We still don’t know what lessons are being learned by the chained, noisy prisoner in Alfre Woodard’s basement, though. She hints (via a session with a psychiatrist) that the man is her husband, and that he was responsible for killing one of their children… but that’s a sucker bet. This was episode two, of a twenty-two episode season; the writers aren’t going to unravel that mystery nearly so quickly.

No, there are more secrets in that basement. They are dark, and they remain hidden for now…but eventually we’ll find out just how desperate Wisteria Lane’s newest housewife might be.

“She’s a bitch, but she’s family. That makes her OUR bitch.”

Truer words were never spoken, but Andrew Van De Kamp speaks them about his paternal grandmother–not, surprisingly, his mother Bree. Grandma Phyllis (played by Shirley Knight, in what will hopefully be a frequently-recurring role) shows up Chez Van De Kamp just bursting with messy, melodramatic, uncontrollable grief over the loss of her son–and gets in a few sharp digs at Bree while she’s at it.

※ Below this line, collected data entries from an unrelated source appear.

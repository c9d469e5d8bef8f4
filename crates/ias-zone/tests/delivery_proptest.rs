/// Property-based tests for the status queue, the backoff sequence and the
/// delivery scheduler.
use std::collections::VecDeque;

use ias_zone::{
    EnrollResponseCode, Endpoint, MemoryStore, QueueEntry, RetryController, RetryPolicy,
    SchedulerState, SendResult, SlotResult, StatusQueue, ZoneConfig, ZoneEffect, ZoneId,
    ZoneServer, ZoneStatus, MAX_BACKOFF_CEILING_SECS,
};
use proptest::prelude::*;

const EP: Endpoint = Endpoint(1);

fn entry(status: u16) -> QueueEntry {
    QueueEntry {
        endpoint: EP,
        status: ZoneStatus(status),
        occurred_at_ms: u64::from(status),
    }
}

#[derive(Debug, Clone)]
enum QueueOp {
    Enqueue(u16),
    Dequeue,
    Reset,
}

fn queue_op() -> impl Strategy<Value = QueueOp> {
    prop_oneof![
        4 => any::<u16>().prop_map(QueueOp::Enqueue),
        2 => Just(QueueOp::Dequeue),
        1 => Just(QueueOp::Reset),
    ]
}

fn retry_policy() -> impl Strategy<Value = RetryPolicy> {
    (1u32..=600, 1u32..=10)
        .prop_flat_map(|(first, ratio)| {
            (Just(first), Just(ratio), first..=MAX_BACKOFF_CEILING_SECS)
        })
        .prop_map(|(first_backoff_secs, backoff_ratio, max_backoff_secs)| RetryPolicy {
            first_backoff_secs,
            backoff_ratio,
            max_backoff_secs,
            unlimited_retries: false,
            max_attempts: 10,
        })
}

proptest! {
    /// The queue matches a VecDeque model whose "full" rule replaces the
    /// newest element.
    #[test]
    fn queue_matches_model(capacity in 2usize..8, ops in prop::collection::vec(queue_op(), 0..64)) {
        let mut queue = StatusQueue::new(capacity).unwrap();
        let mut model: VecDeque<u16> = VecDeque::new();

        for op in ops {
            match op {
                QueueOp::Enqueue(status) => {
                    let was_full = model.len() == capacity;
                    let result = queue.enqueue(entry(status));
                    if was_full {
                        let replaced = model.pop_back().unwrap();
                        prop_assert_eq!(result, SlotResult::Overwrote { replaced: entry(replaced) });
                    } else {
                        prop_assert_eq!(result, SlotResult::Appended { len: model.len() + 1 });
                    }
                    model.push_back(status);
                }
                QueueOp::Dequeue => {
                    let got = queue.dequeue().map(|e| e.status.bits());
                    prop_assert_eq!(got, model.pop_front());
                }
                QueueOp::Reset => {
                    queue.reset();
                    model.clear();
                }
            }
            prop_assert!(queue.len() <= capacity);
            let contents: Vec<u16> = queue.iter().map(|e| e.status.bits()).collect();
            let expected: Vec<u16> = model.iter().copied().collect();
            prop_assert_eq!(contents, expected);
        }
    }

    /// The head survives any number of enqueues.
    #[test]
    fn head_never_overwritten(capacity in 2usize..8, statuses in prop::collection::vec(any::<u16>(), 1..40)) {
        let mut queue = StatusQueue::new(capacity).unwrap();
        for &status in &statuses {
            queue.enqueue(entry(status));
        }
        prop_assert_eq!(queue.peek_head().map(|e| e.status.bits()), Some(statuses[0]));
        prop_assert_eq!(queue.len(), statuses.len().min(capacity));
    }

    /// k-th backoff equals min(first * ratio^(k-1), max), computed wide.
    #[test]
    fn backoff_sequence_is_capped_geometric(policy in retry_policy(), steps in 1usize..40) {
        let mut retry = RetryController::new(policy).unwrap();
        let mut expected = u64::from(policy.first_backoff_secs);
        let mut previous = 0u32;
        for _ in 0..steps {
            let backoff = retry.next_backoff();
            prop_assert_eq!(u64::from(backoff), expected.min(u64::from(policy.max_backoff_secs)));
            prop_assert!(backoff >= previous);
            prop_assert!(backoff <= policy.max_backoff_secs);
            previous = backoff;
            expected = (expected * u64::from(policy.backoff_ratio))
                .min(u64::from(policy.max_backoff_secs));
        }
    }

    /// Reset restores the first backoff and is idempotent.
    #[test]
    fn reset_is_idempotent(policy in retry_policy(), failures in 0usize..20) {
        let mut retry = RetryController::new(policy).unwrap();
        for _ in 0..failures {
            retry.record_attempt();
            retry.next_backoff();
        }
        retry.reset();
        let once = retry.state();
        retry.reset();
        prop_assert_eq!(retry.state(), once);
        prop_assert_eq!(once.current_attempt, 0);
        prop_assert_eq!(once.current_backoff_secs, policy.first_backoff_secs);
    }

    /// With every attempt acknowledged, each update settles back to an
    /// empty queue, and the retry state is back at (first, 0) after every
    /// success.
    #[test]
    fn every_acknowledged_update_settles_empty(
        policy in retry_policy(),
        updates in prop::collection::vec((any::<u16>(), 0u64..5_000), 1..30),
    ) {
        let config = ZoneConfig::new().retry(policy);
        let mut server = ZoneServer::new(config, MemoryStore::new()).unwrap();
        server.on_enroll_response(EP, EnrollResponseCode::Success, ZoneId(1), 0).unwrap();

        let mut now = 0u64;
        let mut delivered = Vec::new();
        for &(status, gap_ms) in &updates {
            now += gap_ms;
            let mut pending = server.update_zone_status(EP, ZoneStatus(status), 0, now).unwrap();
            while let Some(effect) = pending.pop() {
                if let ZoneEffect::SendStatusChange { attempt, notification, .. } = effect {
                    delivered.push(notification.zone_status.bits());
                    pending.extend(server.on_send_complete(attempt, SendResult::Delivered, now));

                    let retry = server.diagnostics().retry;
                    prop_assert_eq!(
                        (retry.current_backoff_secs, retry.current_attempt),
                        (policy.first_backoff_secs, 0)
                    );
                }
            }
            prop_assert!(server.dump_queue().is_empty());
            prop_assert_eq!(server.scheduler().state(), SchedulerState::Idle);
        }

        let statuses: Vec<u16> = updates.iter().map(|&(status, _)| status).collect();
        prop_assert_eq!(delivered, statuses);
    }
}
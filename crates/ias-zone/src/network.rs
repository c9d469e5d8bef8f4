//! Network lifecycle adapter.
//!
//! Turns network-membership transitions into enrollment resets and
//! scheduler wake-ups. The queue itself is never flushed here: entries wait
//! out an outage and are delivered once the network (and enrollment) is back.
use serde::{Deserialize, Serialize};

use crate::effect::{ZoneEffect, ZoneEvent};
use crate::error::ZoneError;
use crate::server::ZoneServer;
use crate::store::AttributeStore;
use crate::types::{EnrollmentMode, Endpoint};

#[derive(Debug, Clone, Copy, PartialEq, Eq, Hash, Serialize, Deserialize)]
#[serde(rename_all = "snake_case")]
pub enum NetworkDownReason {
    /// The device left the network for good. Enrollment is wiped.
    LeftNetwork,
    /// Lost the parent; the device is still commissioned.
    ParentLost,
    /// Rejoin in progress.
    Rejoining,
}

#[derive(Debug, Clone, Copy, PartialEq, Eq, Serialize)]
pub struct NetworkStatus {
    pub up: bool,
    pub last_down: Option<NetworkDownReason>,
}

impl Default for NetworkStatus {
    fn default() -> Self {
        Self {
            up: true,
            last_down: None,
        }
    }
}

impl<S: AttributeStore> ZoneServer<S> {
    /// The network became unavailable. Delivery parks on its next attempt;
    /// leaving the network also clears every endpoint's enrollment and
    /// cancels pending enroll requests.
    pub fn on_network_down(
        &mut self,
        reason: NetworkDownReason,
    ) -> Result<Vec<ZoneEffect>, ZoneError> {
        self.network.up = false;
        self.network.last_down = Some(reason);
        tracing::info!(pending = self.scheduler.queue().len(), "network: down ({reason:?})");

        let mut effects = Vec::new();
        if reason != NetworkDownReason::LeftNetwork {
            return Ok(effects);
        }

        let endpoints: Vec<Endpoint> = self.enrollment.endpoints().collect();
        for endpoint in endpoints {
            self.enrollment.on_network_left(&mut self.store, endpoint)?;
            effects.push(ZoneEffect::Emit(ZoneEvent::Unenrolled { endpoint }));
        }
        effects.extend(
            self.enroll_timers
                .drain()
                .map(|(_, timer)| ZoneEffect::CancelTimer(timer)),
        );
        Ok(effects)
    }

    /// The network is usable again. A queued head is attempted right away
    /// (any backoff wait is cut short), and endpoints in request mode that
    /// already know their CIE ask for enrollment again.
    pub fn on_network_up(&mut self, now_ms: u64) -> Vec<ZoneEffect> {
        self.network.up = true;
        tracing::info!(pending = self.scheduler.queue().len(), "network: up");

        let mut effects = self.drive(|scheduler, gate| scheduler.on_network_up(now_ms, gate));
        for endpoint in self.endpoints_awaiting_enrollment() {
            effects.extend(self.schedule_enroll_request(endpoint));
        }
        effects
    }

    fn endpoints_awaiting_enrollment(&self) -> Vec<Endpoint> {
        self.enrollment
            .snapshot()
            .into_iter()
            .filter(|record| record.mode == EnrollmentMode::Request)
            .filter(|record| matches!(self.is_enrolled(record.endpoint), Ok(false)))
            .filter(|record| {
                self.enrollment
                    .cie_address(&self.store, record.endpoint)
                    .map(|address| address.is_set())
                    .unwrap_or(false)
            })
            .map(|record| record.endpoint)
            .collect()
    }
}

Already straining to keep her own untidy emotions in check (and to refrain from calling her friends with the unfortunate news before the etiquette-appropriate hour of 9 A.M.), Bree manages to hold her tongue at Grandma’s disparaging remark about Bree’s less-than-buxom chest. That orange prep-school tie, however, she just cannot abide. Its color offends Bree’s exquisite taste, and its symbolism–representing “the happiest time of Rex’s life”–is an attack on her performance as wife and mother (and therefore, her very existence) for the better part of two decades. Grandma is nearly sent packing over the issue, until the two hyper-controlling women in Rex’s life reach a détente–which is then broken when the tie shows up around Rex’s neck at the funeral.

Elsewhere on the street, Tom Scavo throws his back out on Day Two of Mr. Mom duty, forcing Lynette to bring her infant daughter along on a second-round job interview. Lynette wows her time-starved prospective boss with a multi-tasking extravaganza, changing the baby’s diaper and outlining a new strategic direction for the company in under sixty seconds. Meanwhile, Gabby spurns Hot Lovesick Gardener’s advances, and seeks a paternity test–preferably faked–to appease Carlos.

Since Susan and Mike are not allowed to be happy together for any length of time whatsoever, Susan freaks out about Mike being Zach’s father, and breaks up with Mike. Of course, the fact that Zach held Susan prisoner at gunpoint probably had something to do with that. Also the obsessive shouting match he started when Susan refused to let him see Julie. And, gosh, that breaking-and-Christmas-decorating incident last December may not have helped, either. If only that dead body Mike and Susan had to identify had actually turned out to be Zach (instead of a youth who looked remarkably like American Non-Threatening Purveyor of Mush Clay Aiken), all their problems would be solved.

And, speaking of problems, Wisteria Lane newcomer Alfre Woodard seems to have hers under control at the moment. Or, more specifically, under physical restraints. In a locked basement dungeon. With a gun held on it, for added security. Can’t wait to find out what that’s all about… but, of course, we’ll have to wait, anyway.

Might as well stock up on popcorn in the meantime: Looks like another great season.